> _ACTIVITY_:
Below are the records; give again exactly the line with "fn write_line(&mut self, line: &str) -> Result<()>;", the line with "impl Launcher for", and each line that lies between them, and nothing besides.

[Records excerpted from a collection]
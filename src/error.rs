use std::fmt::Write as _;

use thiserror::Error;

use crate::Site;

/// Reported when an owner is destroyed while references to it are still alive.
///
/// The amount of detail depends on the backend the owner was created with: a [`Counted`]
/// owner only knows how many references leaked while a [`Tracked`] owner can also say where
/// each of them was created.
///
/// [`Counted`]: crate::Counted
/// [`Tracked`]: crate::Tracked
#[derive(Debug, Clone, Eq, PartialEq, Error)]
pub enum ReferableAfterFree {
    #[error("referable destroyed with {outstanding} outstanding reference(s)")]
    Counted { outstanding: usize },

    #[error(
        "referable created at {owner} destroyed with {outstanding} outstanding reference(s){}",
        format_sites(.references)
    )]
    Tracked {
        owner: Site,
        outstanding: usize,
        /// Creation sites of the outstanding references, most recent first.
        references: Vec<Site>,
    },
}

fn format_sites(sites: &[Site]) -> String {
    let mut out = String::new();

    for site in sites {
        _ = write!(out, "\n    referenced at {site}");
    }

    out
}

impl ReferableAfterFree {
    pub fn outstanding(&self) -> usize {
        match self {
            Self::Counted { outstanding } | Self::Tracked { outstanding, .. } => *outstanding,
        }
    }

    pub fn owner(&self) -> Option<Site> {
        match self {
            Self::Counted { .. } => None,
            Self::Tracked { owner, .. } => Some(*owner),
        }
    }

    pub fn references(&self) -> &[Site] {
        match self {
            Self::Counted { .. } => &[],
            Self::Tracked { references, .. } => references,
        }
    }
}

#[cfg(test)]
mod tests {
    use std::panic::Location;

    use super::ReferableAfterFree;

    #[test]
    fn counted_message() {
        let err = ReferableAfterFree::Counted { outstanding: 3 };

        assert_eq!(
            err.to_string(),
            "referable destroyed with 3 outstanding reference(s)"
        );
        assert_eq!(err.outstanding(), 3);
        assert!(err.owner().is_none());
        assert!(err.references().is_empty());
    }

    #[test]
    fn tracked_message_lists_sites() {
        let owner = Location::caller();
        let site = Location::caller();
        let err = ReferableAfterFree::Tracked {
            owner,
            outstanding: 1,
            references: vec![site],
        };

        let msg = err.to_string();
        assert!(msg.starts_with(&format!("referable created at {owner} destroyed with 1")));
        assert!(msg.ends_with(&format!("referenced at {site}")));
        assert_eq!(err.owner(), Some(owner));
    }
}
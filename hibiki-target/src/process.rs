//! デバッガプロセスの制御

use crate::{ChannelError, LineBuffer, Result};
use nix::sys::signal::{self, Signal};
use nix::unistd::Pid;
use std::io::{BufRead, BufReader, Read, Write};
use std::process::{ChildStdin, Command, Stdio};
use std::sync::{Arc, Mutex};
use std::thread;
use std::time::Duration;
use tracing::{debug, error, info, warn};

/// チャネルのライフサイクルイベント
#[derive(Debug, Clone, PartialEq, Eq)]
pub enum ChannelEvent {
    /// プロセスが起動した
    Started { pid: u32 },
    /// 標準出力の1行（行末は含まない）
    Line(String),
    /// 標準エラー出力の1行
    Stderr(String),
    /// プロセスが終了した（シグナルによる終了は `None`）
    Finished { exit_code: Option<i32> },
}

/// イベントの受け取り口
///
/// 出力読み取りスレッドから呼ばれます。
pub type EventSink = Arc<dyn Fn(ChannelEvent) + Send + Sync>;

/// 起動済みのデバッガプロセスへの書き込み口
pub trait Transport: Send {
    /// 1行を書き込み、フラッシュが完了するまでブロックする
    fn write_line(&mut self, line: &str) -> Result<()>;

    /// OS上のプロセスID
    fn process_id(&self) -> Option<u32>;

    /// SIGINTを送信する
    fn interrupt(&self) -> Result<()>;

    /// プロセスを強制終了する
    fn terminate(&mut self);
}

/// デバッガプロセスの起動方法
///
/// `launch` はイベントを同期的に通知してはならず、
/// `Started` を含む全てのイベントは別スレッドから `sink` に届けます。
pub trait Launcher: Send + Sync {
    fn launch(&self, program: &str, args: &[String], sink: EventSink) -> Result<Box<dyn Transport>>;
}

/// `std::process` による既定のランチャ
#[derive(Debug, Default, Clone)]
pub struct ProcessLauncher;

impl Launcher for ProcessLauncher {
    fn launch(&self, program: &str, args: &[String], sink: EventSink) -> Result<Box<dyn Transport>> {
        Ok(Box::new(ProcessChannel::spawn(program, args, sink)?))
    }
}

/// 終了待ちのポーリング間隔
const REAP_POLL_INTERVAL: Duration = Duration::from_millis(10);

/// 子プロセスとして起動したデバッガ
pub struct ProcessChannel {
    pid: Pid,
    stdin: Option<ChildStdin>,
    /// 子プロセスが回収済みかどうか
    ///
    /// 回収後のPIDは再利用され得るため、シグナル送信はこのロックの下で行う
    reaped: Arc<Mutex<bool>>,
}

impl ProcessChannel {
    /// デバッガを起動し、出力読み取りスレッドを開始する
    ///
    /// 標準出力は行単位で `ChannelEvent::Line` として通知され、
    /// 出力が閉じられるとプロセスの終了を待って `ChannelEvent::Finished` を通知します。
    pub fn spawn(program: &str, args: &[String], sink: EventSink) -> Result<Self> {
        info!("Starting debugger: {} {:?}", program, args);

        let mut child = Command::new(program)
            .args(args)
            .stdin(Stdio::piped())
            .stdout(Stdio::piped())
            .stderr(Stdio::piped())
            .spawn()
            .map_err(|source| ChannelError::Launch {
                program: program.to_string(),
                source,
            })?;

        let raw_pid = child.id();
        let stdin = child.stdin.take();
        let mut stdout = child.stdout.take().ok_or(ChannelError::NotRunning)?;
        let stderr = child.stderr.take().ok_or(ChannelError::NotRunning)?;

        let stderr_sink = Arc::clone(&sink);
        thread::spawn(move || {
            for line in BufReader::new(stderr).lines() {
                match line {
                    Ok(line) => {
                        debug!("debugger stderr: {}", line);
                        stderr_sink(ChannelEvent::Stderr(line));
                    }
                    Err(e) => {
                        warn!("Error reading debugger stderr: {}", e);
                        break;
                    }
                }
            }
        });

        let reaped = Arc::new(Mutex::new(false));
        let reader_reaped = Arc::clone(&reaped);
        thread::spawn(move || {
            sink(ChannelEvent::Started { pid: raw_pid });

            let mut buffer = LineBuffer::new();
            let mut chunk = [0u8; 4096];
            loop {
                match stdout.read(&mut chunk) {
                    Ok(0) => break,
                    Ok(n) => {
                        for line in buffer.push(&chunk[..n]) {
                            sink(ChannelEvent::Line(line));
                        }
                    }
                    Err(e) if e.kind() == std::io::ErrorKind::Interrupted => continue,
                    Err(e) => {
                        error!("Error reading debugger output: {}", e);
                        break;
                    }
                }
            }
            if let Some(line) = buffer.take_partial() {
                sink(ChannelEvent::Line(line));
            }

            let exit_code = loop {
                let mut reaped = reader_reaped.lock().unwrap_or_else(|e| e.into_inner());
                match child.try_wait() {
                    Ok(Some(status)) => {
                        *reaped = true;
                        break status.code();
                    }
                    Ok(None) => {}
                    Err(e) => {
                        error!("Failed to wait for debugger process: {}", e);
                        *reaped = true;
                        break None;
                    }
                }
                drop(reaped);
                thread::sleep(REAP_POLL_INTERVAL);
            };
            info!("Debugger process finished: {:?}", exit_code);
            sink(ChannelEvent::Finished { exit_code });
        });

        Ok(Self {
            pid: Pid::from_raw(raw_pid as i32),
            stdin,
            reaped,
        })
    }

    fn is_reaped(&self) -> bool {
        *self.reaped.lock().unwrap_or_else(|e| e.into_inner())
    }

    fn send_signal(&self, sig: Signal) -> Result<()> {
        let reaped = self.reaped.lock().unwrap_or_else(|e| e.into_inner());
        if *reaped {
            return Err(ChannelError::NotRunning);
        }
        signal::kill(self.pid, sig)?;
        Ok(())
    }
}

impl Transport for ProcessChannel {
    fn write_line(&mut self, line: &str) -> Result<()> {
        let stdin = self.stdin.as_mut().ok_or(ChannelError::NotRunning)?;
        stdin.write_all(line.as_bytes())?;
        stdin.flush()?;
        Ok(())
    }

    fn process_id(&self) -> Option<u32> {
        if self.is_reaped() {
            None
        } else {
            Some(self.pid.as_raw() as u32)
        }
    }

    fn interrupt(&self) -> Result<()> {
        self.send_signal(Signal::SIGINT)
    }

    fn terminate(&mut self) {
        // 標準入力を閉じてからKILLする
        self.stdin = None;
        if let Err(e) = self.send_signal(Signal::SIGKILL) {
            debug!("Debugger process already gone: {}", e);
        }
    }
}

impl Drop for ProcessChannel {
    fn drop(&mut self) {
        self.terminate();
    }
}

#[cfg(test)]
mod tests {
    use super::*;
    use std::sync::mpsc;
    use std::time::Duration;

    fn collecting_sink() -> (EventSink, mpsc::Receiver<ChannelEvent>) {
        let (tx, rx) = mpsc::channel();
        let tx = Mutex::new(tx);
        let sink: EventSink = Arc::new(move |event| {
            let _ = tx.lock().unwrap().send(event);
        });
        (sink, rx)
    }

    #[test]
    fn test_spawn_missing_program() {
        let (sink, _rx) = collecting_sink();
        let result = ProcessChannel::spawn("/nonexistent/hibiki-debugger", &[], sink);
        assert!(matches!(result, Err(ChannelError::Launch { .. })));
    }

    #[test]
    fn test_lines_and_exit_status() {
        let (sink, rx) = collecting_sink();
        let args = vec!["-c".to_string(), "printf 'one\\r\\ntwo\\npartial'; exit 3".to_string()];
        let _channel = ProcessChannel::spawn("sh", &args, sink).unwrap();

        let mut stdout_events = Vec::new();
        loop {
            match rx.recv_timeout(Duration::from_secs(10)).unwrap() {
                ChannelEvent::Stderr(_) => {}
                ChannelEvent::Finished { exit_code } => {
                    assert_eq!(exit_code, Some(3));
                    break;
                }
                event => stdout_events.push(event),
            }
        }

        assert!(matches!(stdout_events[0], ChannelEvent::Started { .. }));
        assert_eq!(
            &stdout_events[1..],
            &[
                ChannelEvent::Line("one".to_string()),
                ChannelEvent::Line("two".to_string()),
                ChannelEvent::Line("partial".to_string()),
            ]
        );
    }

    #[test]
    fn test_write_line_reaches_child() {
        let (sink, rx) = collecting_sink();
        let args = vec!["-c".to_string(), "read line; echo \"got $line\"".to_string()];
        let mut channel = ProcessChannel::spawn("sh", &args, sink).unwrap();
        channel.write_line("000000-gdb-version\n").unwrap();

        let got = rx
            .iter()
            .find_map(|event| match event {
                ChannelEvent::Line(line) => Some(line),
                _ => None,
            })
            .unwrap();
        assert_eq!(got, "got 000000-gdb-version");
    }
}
* * *
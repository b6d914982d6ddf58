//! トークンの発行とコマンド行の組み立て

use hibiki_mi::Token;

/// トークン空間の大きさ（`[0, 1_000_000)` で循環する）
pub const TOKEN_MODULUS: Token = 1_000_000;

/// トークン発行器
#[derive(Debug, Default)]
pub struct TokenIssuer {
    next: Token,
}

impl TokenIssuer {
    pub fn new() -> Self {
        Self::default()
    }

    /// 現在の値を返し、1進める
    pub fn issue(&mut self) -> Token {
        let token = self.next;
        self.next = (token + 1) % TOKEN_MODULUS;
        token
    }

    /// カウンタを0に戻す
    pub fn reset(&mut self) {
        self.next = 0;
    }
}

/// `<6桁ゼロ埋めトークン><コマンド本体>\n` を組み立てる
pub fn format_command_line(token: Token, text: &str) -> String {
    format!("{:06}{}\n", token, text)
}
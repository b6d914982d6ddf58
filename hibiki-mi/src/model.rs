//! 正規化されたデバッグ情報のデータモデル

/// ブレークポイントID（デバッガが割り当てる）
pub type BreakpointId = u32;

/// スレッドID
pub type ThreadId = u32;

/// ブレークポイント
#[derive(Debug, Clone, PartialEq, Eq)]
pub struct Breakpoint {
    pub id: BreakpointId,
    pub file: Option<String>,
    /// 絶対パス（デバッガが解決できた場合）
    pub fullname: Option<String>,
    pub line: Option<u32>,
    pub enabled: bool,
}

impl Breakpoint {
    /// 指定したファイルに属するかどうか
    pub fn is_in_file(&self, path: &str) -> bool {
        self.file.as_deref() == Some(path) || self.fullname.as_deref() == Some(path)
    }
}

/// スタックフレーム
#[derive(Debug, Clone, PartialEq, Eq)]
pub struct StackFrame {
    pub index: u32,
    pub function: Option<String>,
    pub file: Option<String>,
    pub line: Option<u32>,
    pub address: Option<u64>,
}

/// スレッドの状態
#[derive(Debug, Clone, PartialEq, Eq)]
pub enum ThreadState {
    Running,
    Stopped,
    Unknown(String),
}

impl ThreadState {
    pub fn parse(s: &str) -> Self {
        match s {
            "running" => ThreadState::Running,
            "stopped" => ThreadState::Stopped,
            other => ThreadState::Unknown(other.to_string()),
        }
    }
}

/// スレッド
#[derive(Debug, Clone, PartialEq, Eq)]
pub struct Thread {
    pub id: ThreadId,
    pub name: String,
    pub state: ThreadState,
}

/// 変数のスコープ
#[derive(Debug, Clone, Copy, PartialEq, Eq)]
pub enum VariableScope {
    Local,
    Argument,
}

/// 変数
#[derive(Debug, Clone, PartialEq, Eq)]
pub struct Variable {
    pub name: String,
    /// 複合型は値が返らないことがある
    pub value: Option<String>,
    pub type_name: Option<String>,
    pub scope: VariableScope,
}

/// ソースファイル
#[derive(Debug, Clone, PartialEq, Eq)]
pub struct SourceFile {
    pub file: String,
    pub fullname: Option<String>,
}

> _RESPONSE_:
    fn write_line(&mut self, line: &str) -> Result<()>;

    /// OS上のプロセスID
    fn process_id(&self) -> Option<u32>;

    /// SIGINTを送信する
    fn interrupt(&self) -> Result<()>;

    /// プロセスを強制終了する
    fn terminate(&mut self);
}

/// デバッガプロセスの起動方法
///
/// `launch` はイベントを同期的に通知してはならず、
/// `Started` を含む全てのイベントは別スレッドから `sink` に届けます。
pub trait Launcher: Send + Sync {
    fn launch(&self, program: &str, args: &[String], sink: EventSink) -> Result<Box<dyn Transport>>;
}

/// `std::process` による既定のランチャ
#[derive(Debug, Default, Clone)]
pub struct ProcessLauncher;

impl Launcher for ProcessLauncher {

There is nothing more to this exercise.